▸ **Assignment**:
Among the records below, find each line that includes the string "auth" and copy it.

▸ **Exercise data**:
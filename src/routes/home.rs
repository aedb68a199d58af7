//! Landing page pointing at the auth flows.

use crate::components::AppShell;
use leptos::prelude::*;
use leptos_router::components::A;

#[component]
pub fn HomePage() -> impl IntoView {
    view! {
        <AppShell>
            <div class="max-w-lg mx-auto space-y-4">
                <h1 class="text-2xl font-semibold text-slate-900">"Welcome to churchday"</h1>
                <p class="text-sm text-slate-500">
                    "Go to "
                    <A href="/register" {..} class="underline hover:text-blue-700">
                        "register"
                    </A>
                    " to create an account, or "
                    <A href="/login" {..} class="underline hover:text-blue-700">
                        "login"
                    </A>
                    " if you already have one."
                </p>
            </div>
        </AppShell>
    }
}
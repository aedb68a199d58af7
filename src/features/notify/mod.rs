//! Toast notifications for submission outcomes. The stack itself is a plain
//! data structure; the Leptos context wrapper makes it an explicit,
//! context-scoped collaborator instead of a global container, so the pages
//! stay testable without a rendering environment.

#[cfg(target_arch = "wasm32")]
mod context;
mod state;

#[cfg(target_arch = "wasm32")]
pub(crate) use context::{ToastProvider, use_toasts};
pub(crate) use state::{Toast, ToastLevel, ToastStack};
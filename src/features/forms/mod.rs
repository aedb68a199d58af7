//! Schema-driven form engine shared by every auth page. A page declares a
//! `FormSchema` (field kinds, constraints, error messages) and drives a
//! `FormController` that owns values, per-field errors, and the submit gate.
//! Validation is pure and local; nothing here touches the network.
//!
//! Re-validation policy: fields validate on blur and on submit. While a field
//! already shows an error, every keystroke revalidates it so the message
//! clears as soon as the input is fixed.

pub(crate) mod controller;
pub(crate) mod schema;

pub(crate) use controller::{FormController, SubmitGate, SubmitPayload};
pub(crate) use schema::{FieldDef, FieldKind, FormSchema};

▸ **Result of this exercise**:
//! Landing page pointing at the auth flows.
//! Schema-driven form engine shared by every auth page. A page declares a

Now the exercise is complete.